Users need to transition all networked computing from the commercial central processing unit addiction to pure dataflow for architecturally safe voting machines, online banking, websites, electric power grids, tactical radios and nuclear bombs. Systems engineering pure dataflow into communications and electronic systems can protect them. The solutions to this challenge are in the users’ hands but are slipping through their fingers. Instead, they should grab the opportunity to zeroize network attack surfaces.
Vulnerabilities to network attacks include accidentally visiting malicious websites, opening attachments to spear-phishing emails and a range of zero-day attacks promulgated into open and closed networks. Users, who are commercial off-the-shelf product addicts, enable many of these vulnerabilities. While purchasing systems commercially may lower acquisition costs, it exposes an organization’s mission systems to network-based exploitation by adversaries. If customers demand dataflow computing networks, the billion-chips-per-month hardware merchants will adjust their production runs to deliver the chips and software tools needed to defeat networked cyber threats once and for all.
To do this, users first need to understand that network vulnerabilities originate in the mathematical structure of the hardware. Rather than the current John von Neumann central processing unit (CPU)-based commercial architecture, the much used but little understood Jack Dennis dataflow architecture alternative is required. This transition is not difficult technically, but it is culturally challenging.
The vast majority of cyber vulnerabilities originate in the mathematical structure of the CPU chips and are Turing-equivalent. They can compute anything imaginable, including processes that return errors, crash systems and support malware, and their functions are partial because they are not guaranteed to return a result. This is the “halting problem,” and many users experience it in their cellphones, laptops, smart homes and military communications systems because all of these feature embedded Turing-equivalent computing.

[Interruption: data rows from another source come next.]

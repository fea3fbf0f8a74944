use crate::setup::{setup_controller, OFFLINE_URL};
use config::FrontendConfig;
use controller::{notification::NotificationKind, session::run};
use std::time::Duration;
use tokio::io::{AsyncWriteExt, BufReader};


#[tokio::test(start_paused = true)]
async fn test_success_notice_hides_while_input_is_idle() {
    let mut controller = setup_controller(OFFLINE_URL, FrontendConfig::demo_wallet());
    let (mut input, reader) = tokio::io::duplex(64);

    let typist = tokio::spawn(async move {
        input.write_all(b"balance\n").await.unwrap();
        tokio::time::sleep(Duration::from_secs(8)).await;
    });

    run(&mut controller, BufReader::new(reader)).await.unwrap();
    typist.await.unwrap();

    let shown = controller.renderer().views.iter().any(|view| {
        view.notification
            .as_ref()
            .is_some_and(|n| n.title == "Balance Refreshed" && n.kind == NotificationKind::Success)
    });
    assert!(shown);
    assert!(controller.view().notification.is_none());
    assert!(controller.renderer().views.last().unwrap().notification.is_none());
}

#[tokio::test(start_paused = true)]
async fn test_error_notice_survives_idle_ticks() {
    let mut controller = setup_controller(OFFLINE_URL, FrontendConfig::demo_wallet());
    let (mut input, reader) = tokio::io::duplex(64);

    let typist = tokio::spawn(async move {
        input.write_all(b"submit\n").await.unwrap();
        tokio::time::sleep(Duration::from_secs(30)).await;
        input.write_all(b"quit\n").await.unwrap();
    });

    run(&mut controller, BufReader::new(reader)).await.unwrap();
    typist.await.unwrap();

    let notification = controller.view().notification.unwrap();
    assert_eq!(notification.kind, NotificationKind::Error);
    assert_eq!(notification.title, "Invalid Amount");
}

#[tokio::test]
async fn test_quit_ends_session_before_input_closes() {
    let mut controller = setup_controller(OFFLINE_URL, FrontendConfig::demo_wallet());
    let (mut input, reader) = tokio::io::duplex(64);
    input.write_all(b"amount 1,000\nquit\namount 9\n").await.unwrap();

    run(&mut controller, BufReader::new(reader)).await.unwrap();

    assert_eq!(controller.view().form.amount, "1,000");
    assert_eq!(controller.view().fee_preview.net, "KES 950");
    drop(input);
}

The military communications and electronics systems on which war-fighters depend are Turing-equivalent because of the commercial CPUs, operating systems and layers of software required to deliver warfighting capabilities, and their chips employ the von Neumann architecture. Computing is performed in a set of CPU registers that operate on instructions and data that is stored in random access memory.
At every CPU clock cycle, instructions are loaded from random access memory into the registers, where they operate on the data that is then stored back into it. Encrypted data must be decrypted before the unit processes it. Malware can modify CPU instructions in the registers. Consequently, data can become instructions, creating more malware.
Most instruction set architectures (ISAs) have features intended to prevent data from being inappropriately modified. But operating systems, compilers and scripting languages need to change text into binary instructions. As a result, when hackers discover ISA operating system loopholes, they can subvert system behavior.
Relatively few CPU registers are reused trillions of times per second to execute instructions of the software layers. The operating system controls the reuse of registers among operating systems, security, networking and applications processes.
Register reuse is at the core of the network cybersecurity problem. It has a mathematical structure by which zero-day attacks always can explode faster than patches can be developed and applied. The values of the registers change according to the ISA with every tick of the CPU clock to form what mathematicians call a recursively enumerable sequence. Given the register values {R}, including IO and DMA of the CPU at time t, the values {R} at time t+1 are known.
The ISA specifies {R} unambiguously. Are the current values {R} in the CPU registers safe, or have they moved into a potentially unsafe state caused by programming errors, IO values or malicious code? A monitor function, which is software or hardware that observes the values of the CPU registers to determine safety, tells users whether the registers are safe. A monitor function risk ({R}, t) warns if the values of registers {R} are at risk at time t. If risk ({R}, t) = 1, then a truncation monitor function will halt processing.
Secure operating systems for multicore CPUs can use one CPU to monitor another, implementing the monitor function risk ({R}, t). Termination may be too harsh, so monitor functions may look for a series of conditions before taking action. If users had a complete set of monitor functions, then they should be able to protect the CPU. However, although cyber defenders and software architects believe this is true, this actually is false. A set of monitor functions does not exist that can completely protect a von Neumann CPU.
For example, if users had a complete set of monitor functions, they would have the set of all subsets of all of the monitor function sequences. In 1839, Georg Cantor proved that this power set of the integers (hence any RE sequence) cannot be enumerated because it is so large it is “uncountable.”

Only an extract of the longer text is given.